House Bill 494, a resolution filed by Republican Rowan County Reps. Harry Warren and Carl Ford, would refuse to acknowledge the force of any judicial ruling on prayer in North Carolina – or indeed on any Constitutional topic:

“The Constitution of the United States does not grant the federal government and does not grant the federal courts the power to determine what is or is not constitutional; therefore, by virtue of the Tenth Amendment to the Constitution of the United States, the power to determine constitutionality and the proper interpretation and proper application of the Constitution is reserved to the states and to the people,” the bill states. “Each state in the union is sovereign and may independently determine how that state may make laws respecting an establishment of religion.”

Clearly, someone did not read their constitution. Yes, Mr. Warren and Ms. Ford, the Constitution does give the power to the federal courts to decide what is and isn’t unconstitutional. They’ve been doing this for centuries.

Furthermore, the 14th Amendment makes the Bill of Rights binding on the states, and the 9th Amendment states that powers that neither the federal government nor the state government have is reserved to the people. Deciding what religion you’re going to be is most certainly a power reserved to the people.

It makes me shake my head when I see stories like this. Is this what libertarianism “fusionism” with the “Right,” with theoconservatives, has gotten us? This is terrible. This is not the America our Founding Fathers envisioned. This is not the America that will prosper and go on for a long time defending individual liberty.

I know I have mocked other atheist groups for doing rather silly things, but that’s because they’re taking attention away from things that are genuinely important.

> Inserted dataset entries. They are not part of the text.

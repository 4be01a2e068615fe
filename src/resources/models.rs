use crate::client::Client;
use crate::dispatch::RequestDescriptor;
use crate::error::Error;
use crate::types::{Model, ModelList};
use url::form_urlencoded::byte_serialize;

/// `client.models()`
pub struct Models<'a> {
    client: &'a Client,
}

impl<'a> Models<'a> {
    pub(crate) fn new(client: &'a Client) -> Self {
        Self { client }
    }

    /// List the models available to this key.
    pub async fn list(&self) -> Result<ModelList, Error> {
        self.client
            .call(RequestDescriptor::get("/models"), "model list")
            .await
    }

    /// Fetch one model by id.
    ///
    /// The id is percent-encoded as a single path segment.
    pub async fn retrieve(&self, id: &str) -> Result<Model, Error> {
        let path = model_path(id)?;
        self.client
            .call(RequestDescriptor::get(path), "model")
            .await
    }
}

fn model_path(id: &str) -> Result<String, Error> {
    // URL parsing collapses dot segments even when escaped.
    if matches!(id, "" | "." | "..") {
        return Err(Error::config(format!("invalid model id {id:?}")));
    }
    // byte_serialize writes spaces as '+' and escapes a literal '+' as %2B.
    let segment: String = byte_serialize(id.as_bytes()).collect();
    Ok(format!("/models/{}", segment.replace('+', "%20")))
}

#[cfg(test)]
mod tests {
    use super::*;

    #[test]
    fn test_model_path_plain_id() {
        assert_eq!(model_path("relay-small.v2_1").unwrap(), "/models/relay-small.v2_1");
    }

    #[test]
    fn test_model_path_escapes_reserved_characters() {
        assert_eq!(model_path("org/model").unwrap(), "/models/org%2Fmodel");
        assert_eq!(model_path("m?v=1#x").unwrap(), "/models/m%3Fv%3D1%23x");
        assert_eq!(model_path("a b+c").unwrap(), "/models/a%20b%2Bc");
        assert_eq!(model_path("../billing").unwrap(), "/models/..%2Fbilling");
    }

    #[test]
    fn test_model_path_rejects_dot_segments() {
        for id in ["", ".", ".."] {
            let err = model_path(id).unwrap_err();
            assert_eq!(err.status(), None, "{id:?} should be rejected");
        }
    }
}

LIKE THIS. This is where people should be devoting their effort and energy, to combat idiocy of this nature that seeks to impose itself upon all of us, and that will actually have a powerful effect, not something that means nothing. A state that goes against the Constitution to willfully trample over religious liberty and individual freedom of conscience cannot be tolerated.

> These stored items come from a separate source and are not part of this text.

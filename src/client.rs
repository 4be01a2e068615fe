//! Client entry point, builder and namespace accessors.

use crate::config::{ConfigOptions, TransportConfig};
use crate::dispatch::{Dispatcher, RequestDescriptor};
use crate::error::Error;
use crate::resources::{Billing, Chat, Embeddings, Models};
use crate::stream::EventStream;
use reqwest::Method;
use serde::de::DeserializeOwned;
use serde::Serialize;
use serde_json::Value;
use std::sync::Arc;
use std::time::Duration;

/// Main client for the API.
///
/// Cheap to clone; clones share the connection pool and configuration.
#[derive(Clone)]
pub struct Client {
    http: reqwest::Client,
    dispatcher: Dispatcher,
    config: Arc<TransportConfig>,
}

/// Builder for Client.
pub struct ClientBuilder {
    options: ConfigOptions,
    http_builder: reqwest::ClientBuilder,
}

impl ClientBuilder {
    /// Create a new client builder.
    pub fn new() -> Self {
        Self {
            options: ConfigOptions::default(),
            http_builder: reqwest::Client::builder()
                .pool_max_idle_per_host(10)
                .pool_idle_timeout(Duration::from_secs(90))
                .tcp_nodelay(true),
        }
    }

    /// Set the API key. Falls back to `AI_RELAY_API_KEY`.
    pub fn api_key(mut self, key: impl Into<String>) -> Self {
        self.options.api_key = Some(key.into());
        self
    }

    /// Set the base URL. Falls back to `AI_RELAY_BASE_URL`.
    pub fn base_url(mut self, url: impl Into<String>) -> Self {
        self.options.base_url = Some(url.into());
        self
    }

    /// Set the per-attempt timeout.
    pub fn timeout(mut self, timeout: Duration) -> Self {
        self.options.timeout = Some(timeout);
        self
    }

    /// Set how many times a failed attempt may be retried.
    pub fn max_retries(mut self, retries: u32) -> Self {
        self.options.max_retries = Some(retries);
        self
    }

    /// Build the client, validating configuration before any network activity.
    pub fn build(self) -> Result<Client, Error> {
        let config = self.options.resolve()?;
        let http = self
            .http_builder
            .build()
            .map_err(|e| Error::config(format!("failed to create HTTP client: {e}")))?;

        Ok(Client {
            dispatcher: Dispatcher::new(http.clone()),
            http,
            config: Arc::new(config),
        })
    }
}

impl Default for ClientBuilder {
    fn default() -> Self {
        Self::new()
    }
}

impl Client {
    /// Create a client from environment variables.
    pub fn from_env() -> Result<Self, Error> {
        ClientBuilder::new().build()
    }

    /// Create a new client builder.
    pub fn builder() -> ClientBuilder {
        ClientBuilder::new()
    }

    /// Resolved transport settings.
    pub fn config(&self) -> &TransportConfig {
        &self.config
    }

    /// Chat completions.
    pub fn chat(&self) -> Chat<'_> {
        Chat::new(self)
    }

    /// Embeddings.
    pub fn embeddings(&self) -> Embeddings<'_> {
        Embeddings::new(self)
    }

    /// Model listing.
    pub fn models(&self) -> Models<'_> {
        Models::new(self)
    }

    /// Account billing.
    pub fn billing(&self) -> Billing<'_> {
        Billing::new(self)
    }

    /// Send an arbitrary request with retry and return the raw JSON body.
    pub async fn request(
        &self,
        method: Method,
        path: &str,
        body: Option<Value>,
    ) -> Result<Value, Error> {
        self.dispatcher
            .dispatch(&RequestDescriptor::new(method, path, body), &self.config)
            .await
    }

    /// Prepare a lazy SSE stream against `path`. Nothing is sent until the
    /// first event is pulled.
    pub fn stream_events(&self, path: &str, body: Value) -> EventStream {
        EventStream::new(self.http.clone(), Arc::clone(&self.config), path, body)
    }

    /// Dispatch and decode into `T`.
    pub(crate) async fn call<T: DeserializeOwned>(
        &self,
        request: RequestDescriptor,
        what: &str,
    ) -> Result<T, Error> {
        let value = self.dispatcher.dispatch(&request, &self.config).await?;
        serde_json::from_value(value).map_err(|e| Error::decode(what, &e))
    }
}

/// Serialize a request payload for the wire.
pub(crate) fn to_body<T: Serialize>(payload: &T, what: &str) -> Result<Value, Error> {
    serde_json::to_value(payload).map_err(|e| Error::encode(what, &e))
}

impl std::fmt::Debug for Client {
    fn fmt(&self, f: &mut std::fmt::Formatter<'_>) -> std::fmt::Result {
        f.debug_struct("Client")
            .field("config", &self.config)
            .finish_non_exhaustive()
    }
}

North Carolinians should call their state reps, tell them to vote against this bill, and then tell everyone else that fought so hard against the contraceptive mandate on religious liberty grounds this is the same thing. They should also tell that to anti-gay marriage people who used the religious liberty argument. They can’t have it both ways.

If this is going to become the future of the United States, then we have a serious problem. Best to nip it in the bud today.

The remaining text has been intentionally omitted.